I understand that integration by substitution can be justified in the following way. If $I=\int f'(g(x))g'(x) \, dx$ then $I=f(g(x))+C$. If we make the substitutions $$ u=g(x) \text{ and } du=g'(x)dx $$ then $I$ becomes $\int f'(u)du=f(u)+C=f(g(x))+C$, which is the same. However, I often see substitutions that don't seem to take this form. For example, a common way to evaluate $$ I=\int \sqrt{1-x^2} \, dx $$ is by setting $x=\sin u$ (or, to be more precise, $u=\arcsin x$). The derivative of $\arcsin x$ is $$ \frac{1}{\sqrt{1-x^2}} \, , $$ which does not appear in $I$. It doesn't seem like $I$ is of the form $\int f(g(x))g'(x) \, dx$. So why is this substitution justified? Are we still doing the chain rule in reverse, or is something else going on?
-
1There are various techniques of integration that involve "substitution", but specifically $u$-substitution is a fairly direct consequence of taking a derivative.
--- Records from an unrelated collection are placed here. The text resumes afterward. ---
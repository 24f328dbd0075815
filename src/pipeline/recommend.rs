//! Recommendation stage: one model call over analysis + articles.

use crate::agents::Task;
use crate::error::AdvisorError;
use crate::llm::LanguageModel;
use crate::postprocess::clean_model_output;
use crate::prompts::recommendation_prompt;
use tracing::info;

pub async fn generate_recommendations(
    model: &dyn LanguageModel,
    task: &Task,
    analysis: &str,
    articles: &str,
) -> Result<String, AdvisorError> {
    info!("Generating health recommendations");
    let answer = model
        .generate(&task.system_prompt(), &recommendation_prompt(analysis, articles))
        .await?;
    Ok(clean_model_output(&answer))
}
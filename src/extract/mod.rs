//! Document extraction: PDF path → plain text.
//!
//! ```text
//! path ──▶ validate ──▶ text layer ──(empty?)──▶ rasterise ──▶ OCR
//!          (%PDF)       (pdfium)                 (pdfium)      (tesseract)
//! ```
//!
//! 1. [`input`]: existence, permission and magic-byte checks
//! 2. [`pdf`]  : text layers and page rasters through a [`PdfBackend`]
//! 3. [`ocr`]  : per-page recognition through an [`OcrEngine`]
//!
//! OCR only runs when the concatenated text layer is empty or whitespace.
//! Page texts are concatenated in page order and returned as-is.
//! pdfium and tesseract block, so both paths run in `spawn_blocking`.

pub mod input;
pub mod ocr;
pub mod pdf;

pub use ocr::{OcrEngine, TesseractOcr};
pub use pdf::{PdfBackend, PdfiumBackend};

use crate::config::AdvisorConfig;
use crate::error::AdvisorError;
use crate::output::{Extraction, ExtractionMethod};
use std::path::Path;
use std::sync::Arc;
use tracing::{error, info, warn};

/// Extracts report text, falling back to OCR for image-only PDFs.
#[derive(Clone)]
pub struct DocumentExtractor {
    backend: Arc<dyn PdfBackend>,
    ocr: Arc<dyn OcrEngine>,
}

impl DocumentExtractor {
    pub fn new(backend: Arc<dyn PdfBackend>, ocr: Arc<dyn OcrEngine>) -> Self {
        Self { backend, ocr }
    }

    /// pdfium + tesseract, configured from `config`.
    pub fn from_config(config: &AdvisorConfig) -> Self {
        Self::new(
            Arc::new(PdfiumBackend::new(config.ocr_dpi, config.max_rendered_pixels)),
            Arc::new(TesseractOcr::new(
                config.tesseract_cmd.clone(),
                config.ocr_language.clone(),
            )),
        )
    }

    /// Extract the text of the PDF at `path`.
    pub async fn extract(&self, path: &Path) -> Result<Extraction, AdvisorError> {
        let path = input::validate_pdf_path(path)?;
        info!("Starting to read PDF: {}", path.display());

        let backend = Arc::clone(&self.backend);
        let text_path = path.clone();
        let texts = tokio::task::spawn_blocking(move || backend.page_texts(&text_path))
            .await
            .map_err(|e| AdvisorError::Internal(format!("Text extraction task panicked: {}", e)))??;

        let page_count = texts.len();
        let text = texts.concat();
        if !text.trim().is_empty() {
            info!("PDF reading completed: {} chars from text layer", text.len());
            return Ok(Extraction {
                text,
                method: ExtractionMethod::TextLayer,
                page_count,
            });
        }

        info!("No text extracted, attempting OCR");
        let backend = Arc::clone(&self.backend);
        let ocr = Arc::clone(&self.ocr);
        let ocr_text = tokio::task::spawn_blocking(move || -> Result<String, AdvisorError> {
            if !ocr.is_available() {
                warn!("OCR engine is not available; page recognition will likely fail");
            }
            let images = backend.render_pages(&path)?;
            let mut out = String::new();
            for (idx, image) in images.iter().enumerate() {
                out.push_str(&ocr.recognize(idx + 1, image)?);
            }
            Ok(out)
        })
        .await
        .map_err(|e| AdvisorError::Internal(format!("OCR task panicked: {}", e)))??;

        info!("PDF reading completed: {} chars from OCR", ocr_text.len());
        Ok(Extraction {
            text: ocr_text,
            method: ExtractionMethod::Ocr,
            page_count,
        })
    }
}

/// Fallible extraction with the pdfium + tesseract stack from `config`.
pub async fn try_extract(
    path: impl AsRef<Path>,
    config: &AdvisorConfig,
) -> Result<Extraction, AdvisorError> {
    DocumentExtractor::from_config(config)
        .extract(path.as_ref())
        .await
}

/// Extract report text, returning `""` on any failure.
///
/// The error is logged here; callers only see the empty string.
pub async fn read_pdf(path: impl AsRef<Path>, config: &AdvisorConfig) -> String {
    read_with(&DocumentExtractor::from_config(config), path.as_ref()).await
}

/// [`read_pdf`] with a caller-supplied extractor.
pub async fn read_with(extractor: &DocumentExtractor, path: &Path) -> String {
    match extractor.extract(path).await {
        Ok(extraction) => extraction.text,
        Err(e) => {
            error!("An error occurred while reading the PDF: {}", e);
            String::new()
        }
    }
}
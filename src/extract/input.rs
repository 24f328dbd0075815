//! Input validation: make sure a path points at a readable PDF.
//!
//! pdfium's load errors are opaque ("FormatError") for anything that is not
//! a PDF. Checking existence, permissions and the `%PDF` magic bytes first
//! gives the caller a meaningful error instead.

use crate::error::AdvisorError;
use std::io::Read;
use std::path::{Path, PathBuf};
use tracing::debug;

/// Validate a local file path, checking existence and PDF magic bytes.
pub fn validate_pdf_path(path: &Path) -> Result<PathBuf, AdvisorError> {
    let path = path.to_path_buf();

    if !path.exists() {
        return Err(AdvisorError::FileNotFound { path });
    }

    match std::fs::File::open(&path) {
        Ok(mut f) => {
            let mut magic = [0u8; 4];
            if f.read_exact(&mut magic).is_ok() && &magic != b"%PDF" {
                return Err(AdvisorError::NotAPdf { path, magic });
            }
        }
        Err(e) if e.kind() == std::io::ErrorKind::PermissionDenied => {
            return Err(AdvisorError::PermissionDenied { path });
        }
        Err(_) => {
            return Err(AdvisorError::FileNotFound { path });
        }
    }

    debug!("Resolved local PDF: {}", path.display());
    Ok(path)
}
Describing it as "doing the chain rule in reverse" seems overly elaborate to me; the chain rule is for differentiating the composition of functions, and most times when you set $u = g(x)$, the composition of functions is pretty trivial. The big distinction between $u$-substitution and trigonometric substitution is the direction in which the integral gets rewritten. I can elaborate if you like, as an Answer. – hardmath Nov 12 '20 at 19:43
-
@hardmath Yes, that would be very helpful, thank you. It would be useful to know the difference between $u$-substitution and trigonometric substitution. – Joe Nov 12 '20 at 19:56
3 Answers
The fact that something does not appear does not mean it is not there. You can always multiply and divide; $$\sqrt{1-x^2}=\frac{1-x^2}{\sqrt{1-x^2}},\qquad \lvert x \rvert <1. $$
Let me give some more detail. Note that, for $\lvert x \rvert <1$, $$\label{1}\tag{1} \sqrt{1-x^2}=\frac{\cos^2(\arcsin x)}{\sqrt{1-x^2}}, $$ which equals $f(g(x))g'(x)$ for $f(u)=\cos^2 u, g(x)=\arcsin x$. And so, $$ \int \sqrt{1-x^2}\, dx = \int \frac{\cos^2(\arcsin x)}{\sqrt{1-x^2}}\, dx = \int \cos^2(u)\, du.$$ As you can see, this is exactly the application of the chain rule that you have mentioned. The usual technique of letting $u=\arcsin x$ and computing $dx$'s and $du$'s is just a practical method to compute \eqref{1}.

- 9,727

- 32,319
-
-
2Thank you for posting this answer, Giuseppe. I wonder if this approach can be used more generally. If $I = \int f(g(x)) , dx$, then rewrite $I$ as $$\int f(g(x)) \cdot \frac{1}{g'(x)} \cdot g'(x) , dx , .$$ Then let $h$ be the function defined by $$h(x)=\frac{f(x)}{g'(g^{-1}(x))} , .$$ This means that $$I=\int h(g(x))g'(x) , dx = H(g(x)) + C , ,$$ where H is an antiderivative of h. The only requirement appears to be that $g$ is one-to-one, so that $g^{-1}$ exists. If this argument is correct, then it appears that substitution can be used in pretty much any context. – Joe Nov 17 '20 at 12:18
-
1@Joe: sure. That's exactly the formal way of expressing the usual manipulations that one does when solving integrals. – Giuseppe Negro Nov 18 '20 at 21:52
-
-
That’s great to hear. I think that answers all of my questions, so I’ll be accepting this answer. – Joe Nov 18 '20 at 23:39
There is a small glitch in the answers given by both Giuseppe Negro and Joe. In the comments, Joe generalized Giuseppe's answer by multiplying and dividing by $g'(x)$, which might be undefined for some values of $x$. Joe's answer involves using $\frac{dx}{du} \frac{du}{dx} = 1$, but it could happen that sometimes $\frac{dx}{du} = 0$ and $\frac{du}{dx}$ is undefined. (The restriction $|x|<1$ that appears in Giuseppe's answer hints at the problem.)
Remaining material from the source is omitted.